BEGIN

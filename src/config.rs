//! Page Bootstrap
//!
//! The server template embeds the page's initial data and client settings
//! as JSON in `<script id="page-data" type="application/json">`.

use std::time::Duration;

use serde::Deserialize;

use crate::models::{MealRecord, StoreRecord, TripRecord};

/// Element id of the embedded bootstrap JSON
pub const PAGE_DATA_ID: &str = "page-data";

pub const DEFAULT_TIMEOUT_MS: u64 = 30_000;

/// Which view to mount, with its initial data
#[derive(Debug, Clone, PartialEq, Deserialize)]
#[serde(tag = "view", rename_all = "snake_case")]
pub enum PageData {
    Lists {
        #[serde(default)]
        trips: Vec<TripRecord>,
        #[serde(default)]
        stores: Vec<StoreRecord>,
    },
    Meals {
        #[serde(default)]
        meals: Vec<MealRecord>,
    },
    Stores {
        #[serde(default)]
        stores: Vec<StoreRecord>,
    },
    Prompt {
        #[serde(default)]
        stores: Vec<StoreRecord>,
    },
    Mail,
}

/// Client settings as written by the template
#[derive(Debug, Clone, Default, PartialEq, Deserialize)]
pub struct ClientSettings {
    #[serde(default)]
    pub api_base: Option<String>,
    #[serde(default)]
    pub timeout_ms: Option<u64>,
    #[serde(default)]
    pub log_level: Option<String>,
}

#[derive(Debug, Clone, PartialEq, Deserialize)]
pub struct Bootstrap {
    pub page: PageData,
    #[serde(default)]
    pub client: ClientSettings,
}

impl Bootstrap {
    pub fn parse(json: &str) -> Result<Self, serde_json::Error> {
        serde_json::from_str(json)
    }
}

/// Resolved settings for the HTTP transport
#[derive(Debug, Clone, PartialEq)]
pub struct ClientConfig {
    pub base_url: String,
    pub timeout: Duration,
}

impl ClientConfig {
    /// `origin` is the page origin, used when no `api_base` is given.
    pub fn resolve(settings: &ClientSettings, origin: &str) -> Self {
        let base_url = settings
            .api_base
            .as_deref()
            .map(str::trim)
            .filter(|b| !b.is_empty())
            .unwrap_or(origin)
            .to_string();
        let timeout_ms = settings.timeout_ms.filter(|ms| *ms > 0).unwrap_or(DEFAULT_TIMEOUT_MS);
        Self { base_url, timeout: Duration::from_millis(timeout_ms) }
    }
}

/// Join an API base and an absolute path without doubling slashes
pub fn join_url(base: &str, path: &str) -> String {
    format!("{}/{}", base.trim_end_matches('/'), path.trim_start_matches('/'))
}

#[cfg(test)]
mod tests {
    use super::*;

    #[test]
    fn test_parse_lists_page() {
        let boot = Bootstrap::parse(r#"{
            "page": {
                "view": "lists",
                "trips": [{ "id": 1, "date": "2026-10-17", "items": [{ "name": "Milk" }] }],
                "stores": [{ "id": 2, "name": "Corner Market", "address": "1 Main St" }]
            },
            "client": { "timeout_ms": 5000, "log_level": "debug" }
        }"#)
        .unwrap();

        match boot.page {
            PageData::Lists { trips, stores } => {
                assert_eq!(trips[0].items[0].item_id, None);
                assert_eq!(stores[0].name, "Corner Market");
            }
            other => panic!("unexpected page {:?}", other),
        }
        assert_eq!(boot.client.log_level.as_deref(), Some("debug"));
    }

    #[test]
    fn test_parse_mail_page_without_client() {
        let boot = Bootstrap::parse(r#"{ "page": { "view": "mail" } }"#).unwrap();
        assert_eq!(boot.page, PageData::Mail);
        assert_eq!(boot.client, ClientSettings::default());
    }

    #[test]
    fn test_unknown_view_is_an_error() {
        assert!(Bootstrap::parse(r#"{ "page": { "view": "calendar" } }"#).is_err());
    }

    #[test]
    fn test_resolve_defaults_to_origin() {
        let config = ClientConfig::resolve(&ClientSettings::default(), "https://plan.example.com");
        assert_eq!(config.base_url, "https://plan.example.com");
        assert_eq!(config.timeout, Duration::from_millis(DEFAULT_TIMEOUT_MS));

        let settings = ClientSettings { api_base: Some("  ".into()), timeout_ms: Some(0), log_level: None };
        let config = ClientConfig::resolve(&settings, "http://localhost:5000");
        assert_eq!(config.base_url, "http://localhost:5000");
        assert_eq!(config.timeout, Duration::from_millis(DEFAULT_TIMEOUT_MS));
    }

    #[test]
    fn test_resolve_overrides() {
        let settings = ClientSettings {
            api_base: Some("https://api.example.com/v1/".into()),
            timeout_ms: Some(1500),
            log_level: None,
        };
        let config = ClientConfig::resolve(&settings, "https://plan.example.com");
        assert_eq!(config.base_url, "https://api.example.com/v1/");
        assert_eq!(config.timeout, Duration::from_millis(1500));
    }

    #[test]
    fn test_join_url() {
        assert_eq!(join_url("https://a.example/", "/emails/inbox"), "https://a.example/emails/inbox");
        assert_eq!(join_url("https://a.example", "lists_save"), "https://a.example/lists_save");
    }
}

END

* Your task *
Search the data for "MealRecord". Copy every matching line.

* Exercise answer *
use crate::models::{MealRecord, StoreRecord, TripRecord};
        meals: Vec<MealRecord>,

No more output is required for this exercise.